AI can transform DLA progress by loading policies, data, process documents, and more into large, searchable language models for easy and rapid retrieval. The goal is to input data from DLA’s business systems and use AI to detect errors, generate insights, and recommend solutions to improve data quality and financial reporting, Lennon added. I did.
With AI, employees can approve AI-suggested solutions and make corrections with robotic process automation.
“We are also looking at using AI to match DLA inventory in our warehouse management system with our financial records,” Lennon continued. “Many people are now manually reviewing error transactions, trying to figure out what went wrong, why, and possible solutions. There are too many for us to keep up with.”
According to the National Defense Authorization Act of 2024, the Department of Defense must submit a clean audit opinion by fiscal year 2028. The 2025 draft NDAA directs the Secretary of Defense to report to Congress on the department’s use of AI to accomplish that goal.
Lennon has volunteered to lead the Department of Defense Financial Management Task Force to determine how DLA, military services, and other defense agencies can incorporate AI for auditing purposes while protecting DoD data. I did. The group is studying use cases for industry and other federal agencies, including Defense Department agencies such as the Defense Financial Accounting Agency, which has already established governance for the use of AI in efforts such as fraud detection. I’m learning from experience.
The Government Accountability Office’s chief scientist recently taught John Lennon and participants in the Public Service AI Federal Leadership Program how to use large-scale language models to search and extract insights from a century of audit reports. I explained about it.
“The Department of Defense could do something similar. For example, if they want to know the history of the Joint Strike Fighter and all the audits that have been done, they can provide an overview and recommendations, as well as implementation status. If you want it, the AI will get it all to you right away,” Lennon said.
While each Department of Defense agency will likely use AI for audits in different ways, Lennon said the group is helping everyone benefit from the progress and setbacks of others. said. The Navy commander added that one agency’s ideas may appeal to other agencies as well. Jonathan Henson is an executive officer of DLA Finance.
“If we have a solution that works for different institutions, we might be able to pool resources and fund something.
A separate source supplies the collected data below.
use axum::{
    http::StatusCode,
    response::{IntoResponse, Response},
};
use serde::{Deserialize, Serialize};
use thiserror::Error;
use utoipa::ToSchema;

#[derive(Debug, Error)]
pub enum AppError {
    #[error("{0}")]
    Validation(String),

    #[error("{0} not found")]
    NotFound(String),

    #[error("Database error")]
    Storage(#[from] sea_orm::DbErr),

    #[error("Internal Server Error")]
    Internal(#[from] anyhow::Error),
}

impl AppError {
    pub fn validation(message: impl Into<String>) -> Self {
        AppError::Validation(message.into())
    }

    pub fn order_not_found() -> Self {
        AppError::NotFound("Order".into())
    }

    /// Stable machine-readable code carried in the `error` field of the body.
    pub fn code(&self) -> &'static str {
        match self {
            AppError::Validation(_) => "validation_error",
            AppError::NotFound(_) => "not_found",
            AppError::Storage(_) => "storage_error",
            AppError::Internal(_) => "internal_error",
        }
    }

    pub fn status(&self) -> StatusCode {
        match self {
            AppError::Validation(_) => StatusCode::BAD_REQUEST,
            AppError::NotFound(_) => StatusCode::NOT_FOUND,
            AppError::Storage(_) | AppError::Internal(_) => StatusCode::INTERNAL_SERVER_ERROR,
        }
    }
}

#[derive(Debug, Serialize, Deserialize, ToSchema)]
pub struct ErrorBody {
    pub error: String,
    pub message: String,
}

impl IntoResponse for AppError {
    fn into_response(self) -> Response {
        match &self {
            AppError::Storage(err) => tracing::error!(error = %err, "storage failure"),
            AppError::Internal(err) => tracing::error!(error = ?err, "internal failure"),
            _ => {}
        }

        let body = ErrorBody {
            error: self.code().to_string(),
            message: self.to_string(),
        };

        (self.status(), axum::Json(body)).into_response()
    }
}

pub type AppResult<T> = Result<T, AppError>;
And everything that we’ve learned from a data tagging and security perspective will help us “Everyone can learn from it,” he said.
DLA leaders also hope to learn from other federal agencies, such as the State Department. The State Department has been implementing AI into its internal networks over the past year and will soon demonstrate DLA in action.
However, using AI to store and screen data is risky, especially when shared outside government agencies, as the information can end up in the wrong hands. said Lennon. GAO mitigated that risk by disconnecting the environment from the Internet.
“But it reduces some of your capabilities. So even if the data we’re collecting isn’t sensitive, these are trade-offs that we need to make,” he said. .
DLA Finance’s experience has been limited so far, as most large-scale language models for AI are web-based and not specifically designed for use by the Department of Defense. When the team gained temporary access to Microsoft Azure OpenAI, they used it to load large documents, such as the 1,500-page Department of Defense Financial Management Regulations, and perform data summaries on specific topics.
The team is currently working with DLA Information Operations to responsibly deploy AI tools and fund use cases.
“We need to decide how we prioritize what we do with AI and establish processes for approval and testing of AI, which is everything that comes with new technology,” Lennon said. he said.
Whether DLA needs to create employee positions specializing in AI or train existing employees in skills such as rapid engineering is another consideration.
While job security often comes to employees’ minds when it comes to new technology, Henson said AI can help employees spend less time on manual tasks such as managing spreadsheets and more on data analysis and decision-making. said they can spend more time doing meaningful work.
Lennon added that employees need to start thinking about the benefits of AI and receive training to better understand its potential.
“In support of our new strategic plan, we are adjusting employee expectations around how AI can be leveraged to more efficiently and effectively accomplish missions across the agency, not just in finance and audit. “And we want to increase our goals,” he said.